The largest of these were the Poplar Bluff Lumber and Manufacturing Company, R.P. Liles Company, H.D. Williams Cooperage Company, Brooklyn Cooperage Company, Keystone Lumber and Land Company, J.N. Roberts Veneering Factory and the Hargrove-Ruth Lumber Mill.
A thriving steamboat industry also came to the Black River with the timber boom, helping get the cut trees rafted downstream, Collins wrote.
Poplar Bluff had 57 manufacturing plants by the end of 1907, which employed 1,387 men, with annual payrolls of nearly $600,000, according to Collins’ research.
Today, health care and education are among the largest employers in Poplar Bluff.
Poplar Bluff Regional Medical Center, John J. Pershing VA Medical Center and FCC Behavioral Health employ more than 2,500 people, according to the Greater Poplar Bluff Area Chamber of Commerce.
PBRMC and the VA are the county’s top two employers.
Another 1,200 people work at Poplar Bluff R-I schools, the third largest employer, and Three Rivers College combined.
Brigg & Stratton, Mid-Continent Steel and Wire and Gates Corporation provide nearly 1,600 jobs combined. Briggs is the county’s fourth largest employer.
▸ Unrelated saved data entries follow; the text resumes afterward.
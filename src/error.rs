//! Error types for the edgequake-pdf-translate library.
//!
//! Three distinct error types reflect three distinct failure modes:
//!
//! * [`TranslateError`] — **Fatal**: the run cannot proceed at all (corrupt
//!   input, missing endpoint credential, extraction engine crash, unsavable
//!   output). Returned as `Err(TranslateError)` from the top-level
//!   `translate_pdf*` functions.
//!
//! * [`ApiError`] — **Transport**: one HTTP call to the language model failed.
//!   The API client returns it per call; the translation orchestrator turns it
//!   into an inline error string for that single text.
//!
//! * [`ElementError`] — **Non-fatal**: a single text, element or compression
//!   batch failed but the document is still produced. Collected into
//!   [`crate::output::TranslationOutput::warnings`] so callers can inspect
//!   partial success rather than losing the whole document to one bad span.

use crate::document::TextKind;
use thiserror::Error;

/// All fatal errors returned by the edgequake-pdf-translate library.
///
/// Element-level failures use [`ElementError`] and are stored in
/// [`crate::output::TranslationOutput`] rather than propagated here.
#[derive(Debug, Error)]
pub enum TranslateError {
    // ── Input errors ──────────────────────────────────────────────────────
    /// The input is empty, corrupt, not a PDF, or has no pages.
    #[error("Invalid input PDF: {reason}")]
    Validation { reason: String },

    // ── Config errors ─────────────────────────────────────────────────────
    /// Endpoint URL / credential missing, or builder validation failed.
    /// Raised before any network call is made.
    #[error("Invalid configuration: {0}")]
    Configuration(String),

    // ── Stage errors ──────────────────────────────────────────────────────
    /// The structure-extraction engine failed or returned malformed output.
    #[error("Structure extraction failed: {detail}")]
    Extraction { detail: String },

    /// Geometry or save failure after the fallback save was attempted.
    #[error("PDF reconstruction failed: {detail}")]
    Reconstruction { detail: String },

    // ── I/O errors ────────────────────────────────────────────────────────
    /// Could not create, write or read a temporary or output file.
    #[error("I/O error on '{path}': {source}")]
    Io {
        path: String,
        #[source]
        source: std::io::Error,
    },

    // ── Catch-all ─────────────────────────────────────────────────────────
    /// Unexpected internal error (panicked blocking task, runtime failure).
    #[error("Internal error: {0}")]
    Internal(String),
}

impl TranslateError {
    /// Short name of the pipeline stage that produced this error.
    pub fn stage(&self) -> &'static str {
        match self {
            TranslateError::Validation { .. } => "validate",
            TranslateError::Configuration(_) => "configure",
            TranslateError::Extraction { .. } => "extract",
            TranslateError::Reconstruction { .. } => "reconstruct",
            TranslateError::Io { .. } => "io",
            TranslateError::Internal(_) => "internal",
        }
    }
}

/// A failed call to the language-model endpoint.
#[derive(Debug, Clone, Error, PartialEq, Eq)]
pub enum ApiError {
    /// The request did not complete within the configured timeout.
    #[error("Request to '{url}' timed out after {secs}s")]
    Timeout { url: String, secs: u64 },

    /// The endpoint answered with a non-2xx status code.
    #[error("Request to '{url}' failed with status code {status}")]
    Status {
        url: String,
        status: u16,
        body: String,
    },

    /// The response body was not valid JSON.
    #[error("Malformed JSON from '{url}': {detail}")]
    MalformedJson { url: String, detail: String },

    /// The JSON was valid but `choices[0].message.content` was absent.
    #[error("Response has no message content: {detail}")]
    MissingContent { detail: String },

    /// Connection refused, DNS failure, TLS error and other network faults.
    #[error("Network error for '{url}': {detail}")]
    Transport { url: String, detail: String },
}

impl ApiError {
    /// HTTP status code carried by this error, if any.
    pub fn status(&self) -> Option<u16> {
        match self {
            ApiError::Status { status, .. } => Some(*status),
            _ => None,
        }
    }
}

/// A non-fatal error for a single text, element or compression batch.
///
/// The run continues; the error is reported in
/// [`crate::output::TranslationOutput::warnings`].
#[derive(Debug, Clone, Error, PartialEq, serde::Serialize, serde::Deserialize)]
pub enum ElementError {
    /// A text could not be translated; the output shows an error placeholder.
    #[error("Translation failed for {text:?}: {detail}")]
    Translation { text: String, detail: String },

    /// A text or table-cell element could not be redacted or overlaid.
    #[error("Page {page}: {kind} element skipped: {detail}")]
    Element {
        page: u32,
        kind: TextKind,
        detail: String,
    },

    /// A table cell came without a bounding box and was dropped.
    #[error("Page {page}: cell of table {table} has no bbox, dropped")]
    MissingCellBbox { page: u32, table: usize },

    /// The overlay font has no glyph for some translated characters. The text
    /// is still extractable but those characters render as the font's
    /// missing-glyph box.
    #[error("Font {font} has no glyphs for {chars:?}; set a font path covering the target script")]
    MissingGlyphs { font: String, chars: String },

    /// One batch of the image-compression pass failed.
    #[error("Image compression batch {batch} failed: {detail}")]
    Compression { batch: usize, detail: String },

    /// The whole compression pass failed; the uncompressed PDF was returned.
    #[error("Image compression skipped: {detail}")]
    CompressionSkipped { detail: String },
}

#[cfg(test)]
mod tests {
    use super::*;

    #[test]
    fn validation_display() {
        let e = TranslateError::Validation {
            reason: "The PDF document is empty.".into(),
        };
        assert!(e.to_string().contains("empty"));
        assert_eq!(e.stage(), "validate");
    }

    #[test]
    fn status_error_carries_code() {
        let e = ApiError::Status {
            url: "http://localhost/v1/chat/completions".into(),
            status: 503,
            body: String::new(),
        };
        assert_eq!(e.status(), Some(503));
        assert!(e.to_string().contains("503"), "got: {e}");
    }

    #[test]
    fn timeout_display() {
        let e = ApiError::Timeout {
            url: "http://x".into(),
            secs: 600,
        };
        assert!(e.to_string().contains("600s"));
        assert_eq!(e.status(), None);
    }

    #[test]
    fn element_error_display() {
        let e = ElementError::Element {
            page: 3,
            kind: TextKind::TableCell,
            detail: "degenerate bbox".into(),
        };
        let msg = e.to_string();
        assert!(msg.contains("Page 3"), "got: {msg}");
        assert!(msg.contains("table cell"), "got: {msg}");
    }

    #[test]
    fn missing_glyphs_names_font() {
        let e = ElementError::MissingGlyphs {
            font: "DejaVuSans".into(),
            chars: "你好".into(),
        };
        let msg = e.to_string();
        assert!(msg.contains("DejaVuSans"), "got: {msg}");
        assert!(msg.contains("你好"), "got: {msg}");
    }

    #[test]
    fn element_error_serialises() {
        let e = ElementError::MissingCellBbox { page: 1, table: 0 };
        let json = serde_json::to_string(&e).unwrap();
        let back: ElementError = serde_json::from_str(&json).unwrap();
        assert_eq!(back, e);
    }
}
The 200-acre Poplar Bluff Industrial Park is home to Briggs & Stratton (internal combustion engines); Gates Rubber Co. (radiator hoses); Mid-Continent Nail (nail mfg.); Nortek, Inc. (heating & air conditioning units); Ozark Foothills Solid Waste Management District (Recycling Center); Ozark Foothills Regional Planning Commission; Titan Plastics (plastic injection molding); and Starting USA (recoil starters).
The Chamber has also begun work on a expansion to the industrial park which has already seen results with the addition of Empire Comfort Systems and Primo Grills.